Evel Knievel is legend – a fearless daredevil as famous for his striking leather jumpsuits as his motorcycle stunts. It’s no wonder Barry and Kenny from Barry’d Treasure are willing to hunt all over Los Angeles for one of the late, great man’s legendary leathers. During his career Robert Craig "Evel" Knievel suffered more than four-hundred and thirty-three bone fractures, earning an entry in the Guinness Book of World Records as the survivor of most bones broken in a lifetime. His death defying stunts didn’t always come off how he’d intended them but they were always spectacular.
1. Box of rattlesnakes, Moses Lake, Washington
In 1965 Knievel was working in a motorcycle repair shop and struggling to support his young family. Remembering the “Joie Chitwood Thrill Show” – a touring stunt show – he had seen as a boy, Knievel decided to concoct his own modest daredevil show. Promoting the event himself, Knievel rented the venue, wrote the press releases, set up the show, sold the tickets and served as his own master of ceremonies. After warming the small crowd up with a few wheelies on his 350cc Honda, Knievel proceeded to jump over a twenty-foot long box of rattlesnakes. Despite landing short and having his back wheel hit the box, Knievel was unharmed. So, just for good measure, he also jumped over two mountain lions!

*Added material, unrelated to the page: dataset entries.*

fn init_tracing() {
    let filter = tracing_subscriber::EnvFilter::try_from_default_env()
        .unwrap_or_else(|_| tracing_subscriber::EnvFilter::new("sakina=info,sakina_companion=info"));
    tracing_subscriber::fmt()
        .with_env_filter(filter)
        .with_writer(std::io::stderr)
        .init();
}

fn load_config() -> Config {
    match Config::load() {
        Ok(config) => config,
        Err(e) => {
            eprintln!("Warning: Could not load config, using defaults: {e}");
            Config::default()
        }
    }
}

fn open_store(config: &Config) -> anyhow::Result<Store> {
    config
        .ensure_directories()
        .context("Could not create data directory")?;
    Ok(Store::open(FileSlot::new(
        &config.data_path,
        config.store_key.clone(),
    )))
}

fn cmd_status() -> anyhow::Result<()> {
    let config = load_config();
    let store = open_store(&config)?;
    let state = store.snapshot();
    let prefs = &state.preferences;

    println!("Sakina Companion Status");
    println!("=======================");
    println!();
    println!("Preferences:");
    println!("  Theme: {}", prefs.theme);
    println!("  Language: {}", prefs.language);
    println!(
        "  Nudges: {}",
        if prefs.notifications.nudges {
            "enabled"
        } else {
            "disabled"
        }
    );
    println!(
        "  Daily reminder: {}",
        if prefs.notifications.daily_reminder {
            "enabled"
        } else {
            "disabled"
        }
    );
    println!("  Subscription: {}", prefs.subscription);
    println!();

    let bio = &state.bio_status;
    println!("Bio Status:");
    println!("  Load: {} ({})", bio.current_load, bio.status.label());
    println!(
        "  Updated: {}",
        bio.last_updated
            .with_timezone(&config.timezone)
            .format("%Y-%m-%d %H:%M")
    );
    println!();

    if state.nudge.active {
        println!("Nudge: {} [{}]", state.nudge.message, state.nudge.kind);
        if !state.nudge.context.is_empty() {
            println!("  {}", state.nudge.context);
        }
    } else {
        println!("Nudge: none");
    }
    println!();

    println!("History:");
    println!("  Journal entries: {}", state.journal_history.len());
    println!("  Calm sessions: {}", state.intervention_history.len());
    let calm_minutes: u32 = state
        .intervention_history
        .iter()
        .filter(|log| log.completed)
        .map(|log| log.duration_seconds)
        .sum::<u32>()
        / 60;
    println!("  Calm minutes: {calm_minutes}");
    Ok(())
}

fn cmd_theme(theme: Theme) -> anyhow::Result<()> {
    let mut store = open_store(&load_config())?;
    store.set_theme(theme)?;
    println!("Theme set to {theme}.");
    Ok(())
}

fn cmd_language(language: Language) -> anyhow::Result<()> {
    let mut store = open_store(&load_config())?;
    store.set_language(language)?;
    let direction = if language.is_rtl() { "rtl" } else { "ltr" };
    println!("Language set to {language} ({direction}).");
    Ok(())
}

fn cmd_notify(nudges: Option<bool>, daily_reminder: Option<bool>) -> anyhow::Result<()> {
    let mut store = open_store(&load_config())?;
    store.update_notification_preferences(NotificationPatch {
        nudges,
        daily_reminder,
    })?;
    let notifications = store.snapshot().preferences.notifications;
    println!(
        "Nudges: {}, daily reminder: {}",
        notifications.nudges, notifications.daily_reminder
    );
    Ok(())
}

fn cmd_journal(action: JournalAction) -> anyhow::Result<()> {
    let config = load_config();
    let mut store = open_store(&config)?;

    match action {
        JournalAction::Add {
            mood,
            voice,
            content,
        } => {
            let entry = match voice {
                Some(secs) => NewJournalEntry::voice(secs, mood),
                None => NewJournalEntry::text(content.join(" "), mood),
            };
            let created = store.add_journal_entry(entry)?;
            println!("Entry saved ({}).", created.id);
        }
        JournalAction::List { limit } => {
            let history = &store.snapshot().journal_history;
            if history.is_empty() {
                println!("No journal entries yet.");
                println!("Run 'sakina journal add --mood calm \"...\"' to write one.");
                return Ok(());
            }
            for entry in history.iter().take(limit) {
                let mood = entry
                    .mood
                    .map(|m| {
                        let style = mood_style(m);
                        format!("{} {}", style.emoji, style.label)
                    })
                    .unwrap_or_default();
                println!(
                    "[{}] {} {:<14} {}",
                    entry
                        .timestamp
                        .with_timezone(&config.timezone)
                        .format("%Y-%m-%d %H:%M"),
                    &entry.id[..8.min(entry.id.len())],
                    mood,
                    entry.content
                );
            }
        }
        JournalAction::Delete { id } => {
            if store.delete_journal_entry(&id)? {
                println!("Entry deleted.");
            } else {
                println!("No entry with id {id}.");
            }
        }
    }
    Ok(())
}

fn cmd_nudge(action: NudgeAction) -> anyhow::Result<()> {
    let mut store = open_store(&load_config())?;
    match action {
        NudgeAction::Trigger {
            message,
            kind,
            context,
        } => {
            let mut patch = NudgePatch::new(message, kind);
            if let Some(context) = context {
                patch = patch.with_context(context);
            }
            store.trigger_nudge(patch)?;
            println!("Nudge active.");
            if let Some(id) = kind.suggested_intervention() {
                println!("Suggested session: sakina session {id}");
            }
        }
        NudgeAction::Dismiss => {
            store.dismiss_nudge()?;
            println!("Nudge dismissed. Bio status reset to baseline.");
        }
    }
    Ok(())
}
//! Background one-second clock for a running session.

use crate::session::SessionRunner;
use chrono::Utc;
use std::sync::{Arc, Mutex};
use std::time::Duration;
use tokio::task::JoinHandle;
use tokio::time::MissedTickBehavior;

/// Runner shared between the ticker task and the code handling user input.
pub type SharedRunner = Arc<Mutex<SessionRunner>>;

/// Handle to a spawned ticker. Dropping it stops the ticks.
#[derive(Debug)]
pub struct TickerHandle {
    task: JoinHandle<()>,
}

impl TickerHandle {
    /// Whether the ticker stopped on its own (session done).
    pub fn is_finished(&self) -> bool {
        self.task.is_finished()
    }
}

impl Drop for TickerHandle {
    fn drop(&mut self) {
        self.task.abort();
    }
}

/// Tick `runner` every `period` until the session is done or the handle is
/// dropped. Must be called from within a tokio runtime.
pub fn spawn_ticker(runner: SharedRunner, period: Duration) -> TickerHandle {
    let task = tokio::spawn(async move {
        let mut interval = tokio::time::interval(period);
        interval.set_missed_tick_behavior(MissedTickBehavior::Delay);
        // The first tick completes immediately
        interval.tick().await;

        loop {
            interval.tick().await;
            let done = match runner.lock() {
                Ok(mut runner) => {
                    runner.tick(Utc::now());
                    runner.is_done()
                }
                Err(_) => {
                    tracing::error!("Session runner lock poisoned, stopping ticker");
                    true
                }
            };
            if done {
                tracing::debug!("Session finished, ticker stopped");
                break;
            }
        }
    });

    TickerHandle { task }
}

2. Two pick-up trucks, Indio, California
Realising the potential of having his own stunt show Knievel sought a sponsor and found one in Bob Blair, a distributor for Norton Motorcycles. Blair didn’t like the name Bobby Knievel and His Motorcycle Daredevils Thrill Show; he wanted it changed to Evil Knievel and His Motorcycle Daredevils. Knievel convinced Blair to allow him to use Evel instead of Evil. The Daredevils’ debut was on January 3, 1966, at the National Date Festival in Indio, California. Riding a Norton Atlas motorcycle Evel Knievel successfully cleared two pick-up trucks, jumping a distance of 45 feet (13.5 metres). The crowd went wild.
Evel Knievel stands in the doorway of his official custom built coach he used for touring, circa 1972.
3. Caesar’s Palace fountain, Las Vegas, Nevada
On December 31st, 1967 Evel Knievel attempted the longest jump of his entire carrier – 141 feet (43 metres) – over the ornate fountain outside Caesar’s Palace Hotel in Las Vegas, Nevada. After performing his usual pre-jump show, followed by a few warm up runs, Knievel began his final approach. On the takeoff ramp, Evel’s Triumph Bonneville T120 motorcycle lost acceleration. This loss of power on takeoff meant that, although he did clear the fountain, Knievel hit the safety ramp on the other side awkwardly. Tumbling from his bike, Evel Knievel rolled over and over, head over heels across the unforgiving pavement. He was in hospital for twenty-nine days, having suffered a crushed pelvis, crushed femur, fractures to his hip, wrist, and both ankles, and concussion. He made his next jump – over thirteen cars – just four months after being discharged, now more famous than ever as the Death Defying Daredevil Evil Knievel.
4. Ten Buses, Wembley Stadium, London
Ninety-thousand people packed into London’s Wembley Stadium May 26th, 1975 to see Evel Knievel jump over ten single-decker buses – a total distance of 12 feet (36.5 metres).
May 26, 1975: Evel Knievel crashes on the landing ramp at Wembley Stadium, London.
Failing to clear the final bus, Knievel crashed his Harley-Davidson XR-750 fracturing his pelvis and breaking his hand. Despite his injuries Knievel refused to be stretchered off and instead walked off the Wembley field stating, "I came in walking, I went out walking!”.
5. Fourteen Greyhound Buses, Kings Island theme park, Ohio
Although Evel had announced his retirement after the failed jump at Wembley, five months later he was back in the saddle of another XR-750. On October 15th, 1975 Evel successfully cleared Fourteen Greyhound buses – a distance of 133 feet (40.5 metres). It was the longest successful jump of his career and he sustained no injuries. It was to be the final big jump of his career.
Evel Knievel on a Harley Davidson motorcycle, circa 1975.
Knievel’s record for jumping the most buses on a Harley-Davidson stood for twenty-four years until 1999 when it was finally broken by Bubba Blackwell.